*** Begin section ***

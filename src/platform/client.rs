//! Production Bot API client.
//!
//! Thin reqwest wrapper over the platform HTTP surface: messages with inline
//! keyboards, callback answers, channel membership, and the paginated
//! channel list.

use super::types::{Action, ChannelInfo, UpdateBatch};
use super::{Membership, Notifier, PlatformError};
use async_trait::async_trait;
use serde_json::json;
use std::time::Duration;

/// HTTP client for the platform Bot API.
#[derive(Clone)]
pub struct BotApiClient {
    http: reqwest::Client,
    base_url: String,
    token: String,
}

impl BotApiClient {
    /// Build a client. `base_url` has no trailing slash.
    pub fn new(base_url: &str, token: &str, http_timeout: Duration) -> Result<Self, PlatformError> {
        let http = reqwest::Client::builder().timeout(http_timeout).build()?;
        Ok(Self {
            http,
            base_url: base_url.trim_end_matches('/').to_string(),
            token: token.to_string(),
        })
    }

    fn url(&self, path: &str) -> String {
        format!("{}{}", self.base_url, path)
    }

    async fn check(response: reqwest::Response) -> Result<reqwest::Response, PlatformError> {
        let status = response.status();
        if status.is_success() {
            return Ok(response);
        }
        let message = response.text().await.unwrap_or_default();
        Err(PlatformError::Api {
            status: status.as_u16(),
            message,
        })
    }

    /// Long-poll for updates. `marker` resumes after the last seen batch;
    /// `timeout_secs` is how long the server may hold the request open.
    pub async fn get_updates(
        &self,
        marker: Option<i64>,
        timeout_secs: u64,
    ) -> Result<UpdateBatch, PlatformError> {
        let mut request = self
            .http
            .get(self.url("/updates"))
            .query(&[("access_token", self.token.as_str())])
            .query(&[("timeout", timeout_secs)]);
        if let Some(marker) = marker {
            request = request.query(&[("marker", marker)]);
        }

        // The poll request must outlive the server-side hold time.
        let response = request
            .timeout(Duration::from_secs(timeout_secs + 10))
            .send()
            .await?;
        let response = Self::check(response).await?;
        Ok(response.json().await?)
    }
}

#[async_trait]
impl Notifier for BotApiClient {
    async fn notify(
        &self,
        recipient: i64,
        text: &str,
        actions: &[Action],
    ) -> Result<(), PlatformError> {
        let mut body = json!({ "text": text });
        if !actions.is_empty() {
            let buttons: Vec<Vec<&Action>> = actions.iter().map(|a| vec![a]).collect();
            body["attachments"] = json!([{
                "type": "inline_keyboard",
                "payload": { "buttons": buttons }
            }]);
        }

        let response = self
            .http
            .post(self.url("/messages"))
            .query(&[("access_token", self.token.as_str())])
            .query(&[("user_id", recipient)])
            .json(&body)
            .send()
            .await?;
        Self::check(response).await?;
        Ok(())
    }

    async fn answer_callback(
        &self,
        callback_id: &str,
        notification: Option<&str>,
    ) -> Result<(), PlatformError> {
        // notification must be a string; empty acknowledges silently
        let body = json!({ "notification": notification.unwrap_or("") });
        let response = self
            .http
            .post(self.url("/answers"))
            .query(&[
                ("access_token", self.token.as_str()),
                ("callback_id", callback_id),
            ])
            .json(&body)
            .send()
            .await?;
        Self::check(response).await?;
        Ok(())
    }
}

#[async_trait]
impl Membership for BotApiClient {
    async fn add_members(&self, channel_id: i64, user_ids: &[i64]) -> Result<(), PlatformError> {
        // One at a time: a user already present must not sink the others
        for &user_id in user_ids {
            let response = self
                .http
                .post(self.url(&format!("/chats/{channel_id}/members")))
                .query(&[("access_token", self.token.as_str())])
                .json(&json!({ "user_ids": [user_id] }))
                .send()
                .await?;

            match Self::check(response).await {
                Ok(_) => {}
                Err(PlatformError::Api { status, message })
                    if message.to_lowercase().contains("already")
                        || message.to_lowercase().contains("member") =>
                {
                    tracing::debug!(
                        channel_id,
                        user_id,
                        status,
                        "User already in channel, continuing"
                    );
                }
                Err(e) => return Err(e),
            }
        }
        Ok(())
    }

    async fn remove_members(
        &self,
        channel_id: i64,
        user_ids: &[i64],
    ) -> Result<(), PlatformError> {
        for &user_id in user_ids {
            let response = self
                .http
                .delete(self.url(&format!("/chats/{channel_id}/members")))
                .query(&[("access_token", self.token.as_str())])
                .query(&[("user_id", user_id)])
                .send()
                .await?;
            Self::check(response).await?;
        }
        Ok(())
    }

    async fn list_channels(&self) -> Result<Vec<ChannelInfo>, PlatformError> {
        #[derive(serde::Deserialize)]
        struct Page {
            #[serde(default)]
            chats: Vec<ChannelInfo>,
            #[serde(default)]
            marker: Option<i64>,
        }

        let mut channels = Vec::new();
        let mut marker: Option<i64> = None;

        loop {
            let mut request = self
                .http
                .get(self.url("/chats"))
                .query(&[("access_token", self.token.as_str())])
                .query(&[("count", 100)]);
            if let Some(marker) = marker {
                request = request.query(&[("marker", marker)]);
            }

            let response = Self::check(request.send().await?).await?;
            let page: Page = response.json().await?;

            channels.extend(page.chats.into_iter().filter(|c| c.is_pool_candidate()));

            match page.marker {
                Some(next) => marker = Some(next),
                None => break,
            }
        }

        Ok(channels)
    }
}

*** End section ***

• **Problem description**
Output the listing verbatim through the "last seen batch;" line.

• **Response area**
filename src/platform/client.rs
//! Production Bot API client.
//!
//! Thin reqwest wrapper over the platform HTTP surface: messages with inline
//! keyboards, callback answers, channel membership, and the paginated
//! channel list.

use super::types::{Action, ChannelInfo, UpdateBatch};
use super::{Membership, Notifier, PlatformError};
use async_trait::async_trait;
use serde_json::json;
use std::time::Duration;

/// HTTP client for the platform Bot API.
#[derive(Clone)]
pub struct BotApiClient {
    http: reqwest::Client,
    base_url: String,
    token: String,
}

impl BotApiClient {
    /// Build a client. `base_url` has no trailing slash.
    pub fn new(base_url: &str, token: &str, http_timeout: Duration) -> Result<Self, PlatformError> {
        let http = reqwest::Client::builder().timeout(http_timeout).build()?;
        Ok(Self {
            http,
            base_url: base_url.trim_end_matches('/').to_string(),
            token: token.to_string(),
        })
    }

    fn url(&self, path: &str) -> String {
        format!("{}{}", self.base_url, path)
    }

    async fn check(response: reqwest::Response) -> Result<reqwest::Response, PlatformError> {
        let status = response.status();
        if status.is_success() {
            return Ok(response);
        }
        let message = response.text().await.unwrap_or_default();
        Err(PlatformError::Api {
            status: status.as_u16(),
            message,
        })
    }

    /// Long-poll for updates. `marker` resumes after the last seen batch;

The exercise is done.